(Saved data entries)
......

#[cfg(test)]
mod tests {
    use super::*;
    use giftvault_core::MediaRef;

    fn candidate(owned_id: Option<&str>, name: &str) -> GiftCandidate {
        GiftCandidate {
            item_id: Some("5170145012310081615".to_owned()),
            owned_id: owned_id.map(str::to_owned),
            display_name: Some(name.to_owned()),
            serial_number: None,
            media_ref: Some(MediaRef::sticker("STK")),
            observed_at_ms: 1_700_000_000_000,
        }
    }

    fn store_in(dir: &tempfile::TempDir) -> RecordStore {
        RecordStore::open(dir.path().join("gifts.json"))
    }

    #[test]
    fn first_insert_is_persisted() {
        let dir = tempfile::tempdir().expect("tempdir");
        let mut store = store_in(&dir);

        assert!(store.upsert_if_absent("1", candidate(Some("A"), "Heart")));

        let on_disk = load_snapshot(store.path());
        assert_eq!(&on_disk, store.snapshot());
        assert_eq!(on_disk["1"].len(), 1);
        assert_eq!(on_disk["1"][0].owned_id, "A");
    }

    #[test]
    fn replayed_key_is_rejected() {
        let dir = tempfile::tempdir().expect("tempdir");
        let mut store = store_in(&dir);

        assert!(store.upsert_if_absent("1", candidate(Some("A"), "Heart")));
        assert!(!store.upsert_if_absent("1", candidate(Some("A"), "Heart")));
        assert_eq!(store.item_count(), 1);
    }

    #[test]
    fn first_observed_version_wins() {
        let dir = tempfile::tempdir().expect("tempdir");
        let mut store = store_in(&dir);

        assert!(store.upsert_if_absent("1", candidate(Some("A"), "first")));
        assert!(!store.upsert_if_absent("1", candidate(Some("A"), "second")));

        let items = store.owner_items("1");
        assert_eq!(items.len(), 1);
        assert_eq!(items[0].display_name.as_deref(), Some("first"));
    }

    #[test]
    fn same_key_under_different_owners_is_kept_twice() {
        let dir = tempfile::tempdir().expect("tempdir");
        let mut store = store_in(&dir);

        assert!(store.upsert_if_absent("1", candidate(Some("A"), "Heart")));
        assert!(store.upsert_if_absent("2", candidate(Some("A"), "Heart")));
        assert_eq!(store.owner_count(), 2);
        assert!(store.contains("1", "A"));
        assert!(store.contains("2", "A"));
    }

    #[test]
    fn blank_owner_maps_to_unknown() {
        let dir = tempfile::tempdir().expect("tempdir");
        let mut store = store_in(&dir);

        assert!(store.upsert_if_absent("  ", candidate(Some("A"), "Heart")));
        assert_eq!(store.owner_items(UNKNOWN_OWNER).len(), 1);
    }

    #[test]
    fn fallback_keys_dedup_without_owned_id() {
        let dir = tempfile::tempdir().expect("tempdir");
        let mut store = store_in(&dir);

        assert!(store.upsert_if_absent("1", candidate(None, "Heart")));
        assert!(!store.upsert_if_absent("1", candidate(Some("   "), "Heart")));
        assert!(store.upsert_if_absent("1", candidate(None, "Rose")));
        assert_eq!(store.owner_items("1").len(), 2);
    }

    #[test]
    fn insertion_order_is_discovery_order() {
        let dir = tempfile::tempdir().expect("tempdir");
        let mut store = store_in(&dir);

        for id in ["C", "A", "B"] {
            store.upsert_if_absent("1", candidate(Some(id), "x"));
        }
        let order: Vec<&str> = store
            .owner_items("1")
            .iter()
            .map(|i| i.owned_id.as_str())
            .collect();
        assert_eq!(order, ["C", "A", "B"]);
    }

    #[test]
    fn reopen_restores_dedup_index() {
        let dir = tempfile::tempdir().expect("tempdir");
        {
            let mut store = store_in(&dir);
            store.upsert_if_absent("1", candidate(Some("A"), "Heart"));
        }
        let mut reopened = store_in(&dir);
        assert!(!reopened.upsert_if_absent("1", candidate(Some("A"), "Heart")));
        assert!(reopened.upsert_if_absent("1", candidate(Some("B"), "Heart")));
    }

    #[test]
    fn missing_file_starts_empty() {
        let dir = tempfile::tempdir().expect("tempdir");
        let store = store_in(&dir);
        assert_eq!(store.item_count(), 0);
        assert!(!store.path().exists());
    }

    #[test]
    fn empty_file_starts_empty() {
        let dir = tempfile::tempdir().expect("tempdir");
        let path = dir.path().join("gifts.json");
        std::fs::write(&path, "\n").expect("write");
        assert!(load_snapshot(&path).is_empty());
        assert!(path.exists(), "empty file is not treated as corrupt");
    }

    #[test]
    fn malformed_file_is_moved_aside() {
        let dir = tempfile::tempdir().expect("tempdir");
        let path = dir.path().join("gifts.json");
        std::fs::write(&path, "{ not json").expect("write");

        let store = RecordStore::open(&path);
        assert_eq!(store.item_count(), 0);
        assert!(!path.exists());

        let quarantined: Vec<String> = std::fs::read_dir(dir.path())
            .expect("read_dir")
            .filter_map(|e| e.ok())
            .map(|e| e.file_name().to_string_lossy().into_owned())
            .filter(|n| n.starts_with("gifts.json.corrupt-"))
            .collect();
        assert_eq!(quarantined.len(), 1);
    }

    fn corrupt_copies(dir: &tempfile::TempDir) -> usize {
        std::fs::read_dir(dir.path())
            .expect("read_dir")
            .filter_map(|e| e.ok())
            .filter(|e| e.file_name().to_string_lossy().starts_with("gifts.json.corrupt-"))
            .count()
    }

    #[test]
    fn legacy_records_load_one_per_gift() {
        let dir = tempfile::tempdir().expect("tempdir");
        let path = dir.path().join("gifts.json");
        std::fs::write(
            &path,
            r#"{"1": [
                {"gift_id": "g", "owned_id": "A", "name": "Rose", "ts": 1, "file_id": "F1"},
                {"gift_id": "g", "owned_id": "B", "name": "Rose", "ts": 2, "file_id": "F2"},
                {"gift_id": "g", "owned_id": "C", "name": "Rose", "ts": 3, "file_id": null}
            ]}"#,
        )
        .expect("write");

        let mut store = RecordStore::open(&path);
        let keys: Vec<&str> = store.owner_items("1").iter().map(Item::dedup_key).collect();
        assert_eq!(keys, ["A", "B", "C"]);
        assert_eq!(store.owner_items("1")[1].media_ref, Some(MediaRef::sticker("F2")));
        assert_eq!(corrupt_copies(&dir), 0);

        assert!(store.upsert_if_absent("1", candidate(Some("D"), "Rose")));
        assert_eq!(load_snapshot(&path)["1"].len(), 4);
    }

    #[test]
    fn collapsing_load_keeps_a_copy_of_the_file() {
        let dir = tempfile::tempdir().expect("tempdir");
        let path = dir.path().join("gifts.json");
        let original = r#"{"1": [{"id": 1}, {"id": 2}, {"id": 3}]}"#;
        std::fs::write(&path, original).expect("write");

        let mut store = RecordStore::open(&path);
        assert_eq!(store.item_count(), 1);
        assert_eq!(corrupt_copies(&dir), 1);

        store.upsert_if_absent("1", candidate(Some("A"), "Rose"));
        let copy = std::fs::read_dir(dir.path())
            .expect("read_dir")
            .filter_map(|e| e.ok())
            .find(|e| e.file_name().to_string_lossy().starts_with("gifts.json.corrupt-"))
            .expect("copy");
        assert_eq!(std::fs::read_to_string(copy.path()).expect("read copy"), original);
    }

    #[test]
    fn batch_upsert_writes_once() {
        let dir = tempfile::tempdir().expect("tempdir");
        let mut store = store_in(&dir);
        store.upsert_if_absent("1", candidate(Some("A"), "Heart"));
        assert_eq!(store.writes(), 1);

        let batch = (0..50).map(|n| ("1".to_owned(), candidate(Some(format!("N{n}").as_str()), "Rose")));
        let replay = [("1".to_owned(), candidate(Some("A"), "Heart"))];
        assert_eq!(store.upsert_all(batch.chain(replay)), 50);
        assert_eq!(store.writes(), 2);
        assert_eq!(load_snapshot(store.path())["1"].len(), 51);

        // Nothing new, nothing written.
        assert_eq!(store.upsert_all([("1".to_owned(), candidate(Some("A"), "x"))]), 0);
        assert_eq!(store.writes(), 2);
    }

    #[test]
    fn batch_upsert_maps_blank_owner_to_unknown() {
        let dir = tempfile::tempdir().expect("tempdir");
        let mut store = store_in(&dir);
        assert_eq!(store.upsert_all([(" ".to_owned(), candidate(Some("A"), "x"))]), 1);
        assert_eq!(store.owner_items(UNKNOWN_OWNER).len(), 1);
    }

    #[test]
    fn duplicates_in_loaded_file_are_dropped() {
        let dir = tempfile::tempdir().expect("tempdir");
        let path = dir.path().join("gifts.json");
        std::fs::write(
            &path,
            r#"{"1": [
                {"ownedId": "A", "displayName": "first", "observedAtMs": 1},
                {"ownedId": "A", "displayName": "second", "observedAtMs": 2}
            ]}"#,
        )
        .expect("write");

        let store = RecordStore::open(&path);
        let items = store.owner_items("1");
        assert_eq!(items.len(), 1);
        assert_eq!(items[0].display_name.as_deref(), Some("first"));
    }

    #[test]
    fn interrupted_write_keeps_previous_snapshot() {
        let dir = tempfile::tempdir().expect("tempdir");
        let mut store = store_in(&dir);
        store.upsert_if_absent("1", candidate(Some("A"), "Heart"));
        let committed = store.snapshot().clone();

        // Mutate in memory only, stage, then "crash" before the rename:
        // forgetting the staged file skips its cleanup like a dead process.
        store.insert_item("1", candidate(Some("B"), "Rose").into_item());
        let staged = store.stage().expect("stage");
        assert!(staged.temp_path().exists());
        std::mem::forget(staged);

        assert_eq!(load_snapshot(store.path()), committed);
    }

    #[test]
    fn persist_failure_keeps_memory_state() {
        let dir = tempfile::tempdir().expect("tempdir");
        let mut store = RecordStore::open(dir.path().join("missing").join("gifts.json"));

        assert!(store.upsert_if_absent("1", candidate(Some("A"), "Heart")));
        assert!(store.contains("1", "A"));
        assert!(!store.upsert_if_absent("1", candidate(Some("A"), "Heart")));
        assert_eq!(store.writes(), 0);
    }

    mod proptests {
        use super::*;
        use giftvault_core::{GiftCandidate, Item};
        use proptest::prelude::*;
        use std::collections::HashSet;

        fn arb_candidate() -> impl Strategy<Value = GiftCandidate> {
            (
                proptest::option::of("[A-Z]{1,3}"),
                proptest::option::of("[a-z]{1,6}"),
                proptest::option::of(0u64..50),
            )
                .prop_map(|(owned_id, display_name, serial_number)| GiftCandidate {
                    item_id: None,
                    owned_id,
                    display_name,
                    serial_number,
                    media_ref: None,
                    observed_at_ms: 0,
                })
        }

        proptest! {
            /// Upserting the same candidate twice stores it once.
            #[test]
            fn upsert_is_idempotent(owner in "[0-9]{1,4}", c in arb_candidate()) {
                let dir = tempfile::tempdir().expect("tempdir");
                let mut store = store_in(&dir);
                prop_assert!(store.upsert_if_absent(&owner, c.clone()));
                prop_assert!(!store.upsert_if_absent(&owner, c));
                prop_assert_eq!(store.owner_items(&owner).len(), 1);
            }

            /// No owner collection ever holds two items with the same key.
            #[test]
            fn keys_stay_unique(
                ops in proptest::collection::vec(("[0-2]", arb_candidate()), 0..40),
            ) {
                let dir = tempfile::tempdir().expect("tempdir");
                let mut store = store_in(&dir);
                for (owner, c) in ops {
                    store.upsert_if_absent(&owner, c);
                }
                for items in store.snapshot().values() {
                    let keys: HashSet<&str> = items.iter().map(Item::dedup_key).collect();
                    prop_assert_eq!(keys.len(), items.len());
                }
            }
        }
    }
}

......

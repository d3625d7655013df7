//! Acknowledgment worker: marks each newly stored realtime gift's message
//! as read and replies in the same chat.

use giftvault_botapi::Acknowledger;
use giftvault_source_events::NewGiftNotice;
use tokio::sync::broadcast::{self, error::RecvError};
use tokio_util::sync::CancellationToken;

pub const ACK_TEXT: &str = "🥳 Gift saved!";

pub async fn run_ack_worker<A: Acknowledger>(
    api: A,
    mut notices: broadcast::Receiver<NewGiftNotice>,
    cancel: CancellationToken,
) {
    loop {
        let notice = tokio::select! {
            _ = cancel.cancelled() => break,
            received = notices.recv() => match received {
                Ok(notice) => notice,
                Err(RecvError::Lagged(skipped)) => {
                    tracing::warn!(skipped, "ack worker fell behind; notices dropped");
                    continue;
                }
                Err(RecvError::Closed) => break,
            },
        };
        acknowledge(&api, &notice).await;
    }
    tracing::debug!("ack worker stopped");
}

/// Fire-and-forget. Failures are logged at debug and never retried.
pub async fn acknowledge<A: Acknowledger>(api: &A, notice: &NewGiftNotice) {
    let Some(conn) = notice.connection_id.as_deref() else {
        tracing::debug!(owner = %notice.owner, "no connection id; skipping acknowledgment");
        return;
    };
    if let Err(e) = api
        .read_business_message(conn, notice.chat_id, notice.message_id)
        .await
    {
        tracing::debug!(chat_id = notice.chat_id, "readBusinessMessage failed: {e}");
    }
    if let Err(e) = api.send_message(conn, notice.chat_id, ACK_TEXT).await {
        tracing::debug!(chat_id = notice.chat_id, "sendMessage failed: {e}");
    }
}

......

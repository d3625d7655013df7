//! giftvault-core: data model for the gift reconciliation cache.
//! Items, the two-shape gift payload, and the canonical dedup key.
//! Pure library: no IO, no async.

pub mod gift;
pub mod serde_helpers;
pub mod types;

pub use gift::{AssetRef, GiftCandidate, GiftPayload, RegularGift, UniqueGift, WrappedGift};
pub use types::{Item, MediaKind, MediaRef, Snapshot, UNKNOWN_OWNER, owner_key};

......

> Task details
After identifying the lines above that contain "clone", copy each one.

> Result for this task
        let committed = store.snapshot().clone();
                prop_assert!(store.upsert_if_absent(&owner, c.clone()));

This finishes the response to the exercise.